I found this solution in k3s issues where users were facing the same issue https://github.com/rancher/k3s/issues/977#issuecomment-552504848. I've checked, and without changing anything else, this is the fix for inter-pod communication. To check which ip to include in the route, the ip route command can help you determine which one it is. Here the cni0 device is the k3s interface (I think, I am not very experienced with networking yet)

$ ip route
default via 192.168.1.1 dev enp1s0 proto dhcp src 192.168.1.3 metric 202 
10.42.0.0/24 dev cni0 proto kernel scope link src 10.42.0.1 
192.168.1.0/24 dev enp1s0 proto dhcp scope link src 192.168.1.3 metric 202
euank commented 3 years ago

I think the kernel-module related issues you mention above, including the overlay one, might be fixed by #101744 @aditsachde. Thanks for the detailed info on those module issues and for the ping! I'm optimistic that those kernel module issues were the reason coredns couldn't start up, and thus were thus the root cause of this issue.

The firewall stuff is unfortunately more complicated. Part of the problem is that k3s has so many knobs (i.e. the cluster cidr can be configured, you can use any of several overlay networks, etc). Another part of the problem is that k3s defaults to flannel vxlan, but opening up the vxlan port (udp 8472) is insecure unless you trust your network, so we can't exactly default to that either.

We can definitely still improve the usability of the nixos module, even if we don't have a good secure default.

aditsachde commented 3 years ago

@martijnjanssen Thank you for linking that issue. I was still having some networking issues, but they were occurring on an Ubuntu-based cluster as well so I just assumed it was because of something on my network. Adding those rules fixed it.

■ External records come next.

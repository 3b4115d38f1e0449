//! Error body of the API (RFC 7807 problem details).

use serde::{Deserialize, Serialize};

/// RFC 7807 Problem Details for HTTP APIs.
///
/// See: https://datatracker.ietf.org/doc/html/rfc7807
#[derive(Debug, Clone, Serialize, Deserialize)]
pub struct ErrorResponse {
    /// A URI reference that identifies the problem type.
    #[serde(rename = "type")]
    pub error_type: String,

    /// A short, human-readable summary of the problem type.
    pub title: String,

    pub status: u16,

    #[serde(skip_serializing_if = "Option::is_none")]
    pub detail: Option<String>,
}

impl ErrorResponse {
    pub fn new(status: u16, title: impl Into<String>) -> Self {
        Self {
            error_type: "about:blank".to_string(),
            title: title.into(),
            status,
            detail: None,
        }
    }

    pub fn with_detail(mut self, detail: impl Into<String>) -> Self {
        self.detail = Some(detail.into());
        self
    }

    pub fn bad_request(detail: impl Into<String>) -> Self {
        Self::new(400, "Bad Request").with_detail(detail)
    }

    pub fn unauthorized(detail: impl Into<String>) -> Self {
        Self::new(401, "Unauthorized").with_detail(detail)
    }

    pub fn not_found(detail: impl Into<String>) -> Self {
        Self::new(404, "Not Found").with_detail(detail)
    }

    pub fn conflict(detail: impl Into<String>) -> Self {
        Self::new(409, "Conflict").with_detail(detail)
    }

    pub fn internal_error() -> Self {
        Self::new(500, "Internal Server Error")
    }
}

@euank When I get a chance sometime later, I'll test out #101744 and see if kernel modules work out of the box. I don't think we can possibly cover all firewall details, but we can probably assume that if someone is configuring the cidr or swapping out the overlay network, they are capable of configuring the firewall. I do agree that opening the firewall by default is probably a bad idea. However, an openFirewall option that defaults to false like many other modules have might be a decent compromise.

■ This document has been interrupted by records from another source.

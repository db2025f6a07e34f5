//! CSV ingestion (component A): header detection, time-column detection,
//! and single-/multi-column channel extraction.

use crate::errors::{ParseError, Result};
use crate::model::{multi_channel_header, ParsedFile, Series, TIME_COLUMN_ALIASES};

/// Parses CSV `content` into named channel series.
///
/// `file_stem` names the single series produced by a single-column file, and
/// prefixes non-time columns of a multi-column file outside multi-channel
/// mode (`"<stem>:<column>"`). In multi-channel mode, channel ids are taken
/// verbatim from the (validated) header and `file_stem` is unused for naming.
pub fn parse(content: &str, file_stem: &str, multi_channel_mode: bool) -> Result<ParsedFile> {
    let rows = tokenize(content)?;
    let mut rows = rows.into_iter();

    let Some(first_row) = rows.next() else {
        return Err(ParseError::Empty);
    };

    let has_header = !first_row.iter().all(|cell| parse_finite_f64(cell).is_some());

    let (header, data_rows): (Option<Vec<String>>, Vec<Vec<String>>) = if has_header {
        let header: Vec<String> = first_row
            .iter()
            .map(|cell| cell.trim().trim_start_matches('\u{feff}').to_string())
            .collect();
        (Some(header), rows.collect())
    } else {
        let mut data_rows = vec![first_row];
        data_rows.extend(rows);
        (None, data_rows)
    };

    if multi_channel_mode {
        let header = header.ok_or_else(|| ParseError::FormatMismatch {
            reason: "file has no header row".to_string(),
        })?;
        validate_multi_channel_header(&header)?;
        return parse_multi_column(&header, &data_rows, true, file_stem);
    }

    if data_rows.is_empty() {
        return Err(ParseError::Empty);
    }

    let column_count = data_rows[0].len();
    if column_count == 1 {
        return parse_single_column(&data_rows, file_stem);
    }

    let header = header.unwrap_or_else(|| (0..column_count).map(|i| format!("col_{i}")).collect());
    parse_multi_column(&header, &data_rows, false, file_stem)
}

/// Splits `content` into non-empty CSV records, stripping a leading BOM from
/// the very first cell of the file.
fn tokenize(content: &str) -> Result<Vec<Vec<String>>> {
    let mut lines: Vec<&str> = content.lines().collect();
    if let Some(first) = lines.first_mut() {
        *first = first.trim_start_matches('\u{feff}');
    }
    let non_empty: Vec<&str> = lines.into_iter().filter(|l| !l.trim().is_empty()).collect();
    if non_empty.is_empty() {
        return Ok(Vec::new());
    }
    let joined = non_empty.join("\n");

    let mut reader = csv::ReaderBuilder::new()
        .has_headers(false)
        .flexible(true)
        .from_reader(joined.as_bytes());

    let mut rows = Vec::new();
    for record in reader.records() {
        let record = record?;
        rows.push(record.iter().map(str::to_string).collect());
    }
    Ok(rows)
}

/// Reads and tokenizes just the first non-empty line of `content`, applying
/// the same BOM-stripping and trimming rules as [`parse`]. Used by the
/// columnar cache to validate a large file's header before committing to a
/// full streamed materialization.
pub fn peek_header(content: &str) -> Result<Vec<String>> {
    let rows = tokenize(content)?;
    let first = rows.into_iter().next().ok_or(ParseError::Empty)?;
    Ok(first
        .iter()
        .map(|cell| cell.trim().trim_start_matches('\u{feff}').to_string())
        .collect())
}

/// Validates a header against the exact 17-column multi-channel layout.
pub fn validate_multi_channel_header(header: &[String]) -> Result<()> {
    let expected = multi_channel_header();
    if header.len() != expected.len() {
        return Err(ParseError::FormatMismatch {
            reason: format!(
                "expected {} columns, found {}",
                expected.len(),
                header.len()
            ),
        });
    }
    for (actual, want) in header.iter().zip(expected.iter()) {
        if !actual.eq_ignore_ascii_case(want) {
            return Err(ParseError::FormatMismatch {
                reason: format!("expected column '{want}', found '{actual}'"),
            });
        }
    }
    Ok(())
}

fn find_time_column(header: &[String]) -> Option<usize> {
    header.iter().position(|name| {
        let lowered = name.trim().to_ascii_lowercase();
        TIME_COLUMN_ALIASES.contains(&lowered.as_str())
    })
}

fn parse_single_column(data_rows: &[Vec<String>], file_stem: &str) -> Result<ParsedFile> {
    let mut series = Series::default();
    for (row_idx, row) in data_rows.iter().enumerate() {
        let value = parse_required_f64(&row[0], row_idx)?;
        series.x.push(row_idx as f64);
        series.y.push(value);
    }
    Ok(ParsedFile {
        channels: vec![(file_stem.to_string(), series)],
    })
}

fn parse_multi_column(
    header: &[String],
    data_rows: &[Vec<String>],
    multi_channel_mode: bool,
    file_stem: &str,
) -> Result<ParsedFile> {
    let time_index = find_time_column(header);

    let mut names = Vec::with_capacity(header.len());
    for (col_idx, col_name) in header.iter().enumerate() {
        if Some(col_idx) == time_index {
            continue;
        }
        let id = if multi_channel_mode {
            col_name.trim().to_string()
        } else {
            format!("{file_stem}:{}", col_name.trim())
        };
        names.push((col_idx, id));
    }

    let mut channels: Vec<(String, Series)> = names
        .iter()
        .map(|(_, id)| (id.clone(), Series::default()))
        .collect();

    for (row_idx, row) in data_rows.iter().enumerate() {
        let x_value = match time_index {
            Some(idx) => {
                let cell = row.get(idx).map(String::as_str).unwrap_or("");
                if cell.trim().is_empty() {
                    continue;
                }
                parse_required_f64(cell, row_idx)?
            }
            None => row_idx as f64,
        };

        for (channel, (col_idx, _)) in channels.iter_mut().zip(names.iter()) {
            let cell = row.get(*col_idx).map(String::as_str).unwrap_or("");
            if cell.trim().is_empty() {
                continue;
            }
            let value = parse_required_f64(cell, row_idx)?;
            channel.1.x.push(x_value);
            channel.1.y.push(value);
        }
    }

    Ok(ParsedFile { channels })
}

fn parse_finite_f64(cell: &str) -> Option<f64> {
    let value: f64 = cell.trim().parse().ok()?;
    value.is_finite().then_some(value)
}

fn parse_required_f64(cell: &str, row: usize) -> Result<f64> {
    parse_finite_f64(cell).ok_or_else(|| ParseError::DataRow {
        row,
        message: format!("'{cell}' is not a finite number"),
    })
}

aditsachde commented 3 years ago

I've been having some different issues with networking, where all requests are resulting in a socket error or i/o timeouts, seemingly across all pods, but for sure with coredns and ingress-nginx, both on k3s on unstable, as well as #101744, so I can't say whether or not the PR solves the kernel issues.

I've managed to have tons of networking issues with K3s on Ubuntu, as well as NixOS, with only K3OS working reliability. I'd love to get to the bottom of it, but I'm really not sure where to start debugging.

jbalme commented 3 years ago

I've fingers crossed got k3s in a state where it seems to be working properly on 20.09, here's the module I'm using:

{ lib, ... }:
{
  services.k3s = {
    enable = true;
    extraFlags = "--no-deploy traefik";
  };

  # https://github.com/NixOS/nixpkgs/issues/103158
  systemd.services.k3s.after = [ "network-online.service" "firewall.service" ];
  systemd.services.k3s.serviceConfig.KillMode = lib.mkForce "control-group";

  # https://github.com/NixOS/nixpkgs/issues/98766
  boot.kernelModules = [ "br_netfilter" "ip_conntrack" "ip_vs" "ip_vs_rr" "ip_vs_wrr" "ip_vs_sh" "overlay" ];  
  networking.firewall.extraCommands = ''
    iptables -A INPUT -i cni+ -j ACCEPT
  '';
}

Of particular note, since I'm starting k3s after the firewall I can use a simple -A INPUT instead of -I INPUT 3, and I'm matching on interface prefix instead of subnet mask, so it should be less fragile.

cmrfrd commented 3 years ago

Can confirm @jbalme 's solution works for me.

stale[bot] commented 3 years ago

I marked this as stale due to inactivity. → More info

BeneSim commented 2 years ago

Similar to @jbalme 's solution you could also add cni+ to networking.firewall.trustedInterfaceswhich according to https://github.com/NixOS/nixpkgs/blob/a28adc36c20fd2fbaeb06ec9bbd79b6bf7443979/nixos/modules/services/networking/firewall.nix#L136-L139 does pretty much the same.

  networking.firewall.trustedInterfaces = [ "cni+" ];

So far it's working for me;)